Comment author: Owen_Cotton-Barratt 03 February 2015 10:22:35AM 4 points [-]

I think there's a real question here and it is plausible that large donors do better.

I will point out that if it's correct that there are better returns from scale the conclusion probably isn't that small donors are best giving to charities like the GiveWell recommendations while large donors can do better. Instead small donors would be best getting to a position where their money acts like that of large donors.

Here are three possible mechanisms for that: (i) Give money to large donors, such as the Gates foundation; (ii) Coordinate with others, pooling money so that many small donors act as a single large donor; (iii) Gamble, exchanging certainty of a small donation for a small probability of a large donation.

Comment author: Phil_Thomas 04 February 2015 06:30:03AM 0 points [-]

I'm especially interested in coordinating with others, something like a crowdfunding site with prescreened projects would be great.

Otherwise, gambling's cool too :)

Comment author: Phil_Thomas 19 December 2014 05:47:41PM 0 points [-]

There was an interesting interview with Dean Karlan from Innovations for Poverty Action on PBS. Some excerpts:

Dean Karlan: I divide my thinking into short-run and long-run. For the long-run, I want to invest. I want to think about how we get better information, better evidence [for what we give], because we need to help future children, not just today’s children. In fact, there are many more children in the future than today so I put more money into the long-run. And for that, I support Innovations for Poverty Action which is doing research to figure out what works and what doesn’t.

But, I also do care about the short-run. So I also look at some of the things that we do have strong evidence on — where there have been really good tests to show that an idea works, and here’s a charity that’s doing it, so let’s support it.

This year there are three charities that stood out in the work that I was doing with my family, trying to think through what to support. One is called Trickle Up, which works a lot in West Africa and Latin America. A second is Seva Mandir which does work in India.

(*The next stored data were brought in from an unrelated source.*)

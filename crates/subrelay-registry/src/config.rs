//! Registrar configuration

use crate::credentials::DEFAULT_KEY_MARKER;
use crate::lock::DEFAULT_LOCK_TIMEOUT;
use crate::site_dir::DEFAULT_SITE_MARKER;
use std::fmt;
use std::path::PathBuf;
use std::time::Duration;

/// Deployment variant: how appliances build their tunnel
#[derive(Debug, Clone, Copy, PartialEq, Eq)]
pub enum Variant {
    /// `ssh -R` reverse tunnels authorised through a credential file
    SshKey,
    /// Tunnel agents authorised through the agent registry
    Agent,
}

impl Variant {
    pub fn as_str(&self) -> &'static str {
        match self {
            Variant::SshKey => "ssh-key",
            Variant::Agent => "agent",
        }
    }

    /// Request field carrying the variant specific credential
    pub fn credential_field(&self) -> &'static str {
        match self {
            Variant::SshKey => "public_key",
            Variant::Agent => "scheme",
        }
    }
}

impl fmt::Display for Variant {
    fn fmt(&self, f: &mut fmt::Formatter<'_>) -> fmt::Result {
        f.write_str(self.as_str())
    }
}

/// Where the variant specific access artifact lives
#[derive(Debug, Clone)]
pub enum AccessConfig {
    SshKey {
        credentials_path: PathBuf,
        key_marker: String,
    },
    Agent {
        registry_path: PathBuf,
    },
}

impl AccessConfig {
    pub fn variant(&self) -> Variant {
        match self {
            AccessConfig::SshKey { .. } => Variant::SshKey,
            AccessConfig::Agent { .. } => Variant::Agent,
        }
    }
}

/// Everything the registrar needs besides the token table
#[derive(Debug, Clone)]
pub struct RegistrarConfig {
    /// Directory of rendered site files
    pub sites_dir: PathBuf,
    /// First component of every site file name
    pub site_marker: String,
    pub template_path: PathBuf,
    /// Lock file serialising registrations
    pub lock_path: PathBuf,
    pub lock_timeout: Duration,
    pub access: AccessConfig,
}

impl Default for RegistrarConfig {
    fn default() -> Self {
        Self {
            sites_dir: PathBuf::from("/srv/subrelay/sites"),
            site_marker: DEFAULT_SITE_MARKER.to_string(),
            template_path: PathBuf::from("/srv/subrelay/site.tmpl"),
            lock_path: PathBuf::from("/srv/subrelay/registry.lock"),
            lock_timeout: DEFAULT_LOCK_TIMEOUT,
            access: AccessConfig::SshKey {
                credentials_path: PathBuf::from("/srv/subrelay/authorized_keys"),
                key_marker: DEFAULT_KEY_MARKER.to_string(),
            },
        }
    }
}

And a third is Evidence Action, an organization just started a year ago that is strictly committed to scaling up ideas that have been shown to work using randomized trials. They are doing two things right now. One is a de-worming program. This is a school-based de-worming program. De-worming, as in children who have intestinal worms, which gives them a distended belly and makes them lethargic and sick and not able to go to school. Taking a pill has been shown not only to improve their school attendance, but 10 years later, improve their income.

A second is a chlorine dispenser. . .

There are also some interesting findings on savings and crop insurance instruments that they discuss:

So, the striking insight was that it’s not that people weren’t credit constrained, but they were very risk-constrained, and there was a lot of under-investment going on simply because of risk. And this suggests that a scaled-up micro-insurance product that helps people absorb rainfall risk would be a very successful thing.

The host seems convinced at the end, and decided to donate 10% to Dean's suggested charities.